Guiding Principles
Core Philosophy: “Build Up, Don’t Pile On”
- Separation of Concerns: Each model should have a distinct and clear purpose.
- Progressive Enrichment: Introduce complexity incrementally, adding layers as needed.
- Domain-Driven Design: Organise related logic into cohesive groups.
- Reusability First: Prioritise designs that accommodate multiple use cases.
- Test at Every Layer: Validate functionality continuously, rather than waiting until the end.
When to Break Down Models
How to Break Down Complex Models
A common challenge in data engineering is managing complex SQL models with numerous joins and transformations. A single, monolithic model can become a maintenance nightmare, making debugging and updates difficult. The solution is to break down the model into a series of intermediate models.

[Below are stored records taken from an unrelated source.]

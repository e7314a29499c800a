//! Campus points demo.
//!
//! Seeds the campus data set through the ledger, shows a few refused requests, and prints
//! balances, reconciliation, event pools and the transaction log.
//!
//! ```bash
//! RUST_LOG=info METRICS_ENABLED=true cargo run -p campus-points-demo
//! ```

#![allow(missing_docs)]

mod seed;

use campus_points_runtime::metrics::PrometheusRecorder;
use campus_points_runtime::{Config, InMemoryLedgerStore, Ledger};
use std::sync::Arc;
use tracing_subscriber::{layer::SubscriberExt, util::SubscriberInitExt};

struct FrozenClock(chrono::DateTime<chrono::Utc>);

impl campus_points_core::environment::Clock for FrozenClock {
    fn now(&self) -> chrono::DateTime<chrono::Utc> {
        self.0
    }
}

#[tokio::main]
async fn main() -> anyhow::Result<()> {
    // Load .env file
    let _ = dotenvy::dotenv();

    let config = Config::from_env();
    config.validate()?;

    tracing_subscriber::registry()
        .with(
            tracing_subscriber::EnvFilter::try_new(&config.log_filter)
                .unwrap_or_else(|_| Config::DEFAULT_LOG_FILTER.into()),
        )
        .with(tracing_subscriber::fmt::layer())
        .init();

    let mut recorder = PrometheusRecorder::new();
    if config.metrics_enabled {
        recorder.install()?;
    }

    tracing::info!(now = %config.demo_now, "Starting campus points demo");

    let store = Arc::new(InMemoryLedgerStore::new());
    let ledger = Ledger::new(store.clone(), Arc::new(FrozenClock(config.demo_now)))
        .with_retry_policy(config.retry_policy());

    seed::register(&store, config.demo_now).await?;
    seed::fund(&ledger).await?;
    seed::history(&ledger).await?;

    println!("=== Refused requests ===");
    for reason in seed::refused(&ledger).await? {
        println!("  {reason}");
    }

    println!("\n=== Balances ===");
    for id in seed::account_ids() {
        let account = ledger.account(&id).await?;
        let report = ledger.reconcile(&id).await?;
        println!(
            "  {:<12} {:<16} {:<10} {:>6} pts  ({} records, {})",
            account.id.as_str(),
            account.name,
            account.role.as_str(),
            account.balance,
            report.transaction_count,
            if report.is_consistent() { "reconciled" } else { "MISMATCH" }
        );
    }

    println!("\n=== Event pools ===");
    for event in store.event_ids().await {
        let pool = ledger.event(event).await?;
        println!(
            "  {event} {:<28} awarded {:>4} / {:>4}  remaining {:>4}{}",
            pool.name,
            pool.points_awarded(),
            pool.capacity,
            pool.remaining,
            if pool.published { "" } else { "  (unpublished)" }
        );
    }

    println!("\n=== Transaction log ===");
    for record in ledger.ledger_log().await? {
        println!("  {}", serde_json::to_string(&record)?);
    }

    if let Some(text) = recorder.render() {
        println!("\n=== Metrics ===\n{text}");
    }

    Ok(())
}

This layered approach offers several benefits:
- Clear Data Lineage: Each model builds logically on the previous one.
- Simplified Debugging: If an issue arises, you can isolate it to a specific layer.
- Incremental Development: You can build and test each layer independently.
- Reusability: A foundational model can be reused by multiple downstream models.
Below is a generic refactoring of a complex SQL model, demonstrating how to break it down into a logical sequence of intermediate models.
1. The Foundation Layer: intermediate_core.sql
This first model establishes the base of your data model. It should include the most critical tables and columns, forming a central “core” dataset that subsequent models will build upon. The goal is to perform only the essential joins and select the foundational data points.
-- This model forms the foundational dataset by selecting core fields
-- from primary staging tables.
{{ config(materialized = 'table') }}
with
-- Select from the main subject table
base_subject as (
select * from {{ ref('stg_main_subject_table') }}
),
-- Join with a key related table
related_table_a as (
select * from {{ ref('stg_related_table_a') }}
),
-- Join with another essential table
related_table_b as (
select * from {{ ref('stg_related_table_b') }}
)
select
-- Core fields from the main table
base_subject.primary_key,
base_subject.core_field_1,
base_subject.core_field_2,
-- Joining key fields
related_table_a.lookup_key_a,
related_table_b.lookup_key_b,
-- Create a surrogate key for the entity
{{ dbt_utils.generate_surrogate_key(['base_subject.primary_key']) }} as entity_surrogate_key
from base_subject
left join related_table_a
on base_subject.common_id = related_table_a.common_id
inner join related_table_b
on base_subject.another_id = related_table_b.another_id
2. The Enrichment Layer: intermediate_enrichment.sql
This model takes the core dataset from the previous layer and enriches it with additional information from other sources. This is where you would typically join in more granular data or supplementary attributes.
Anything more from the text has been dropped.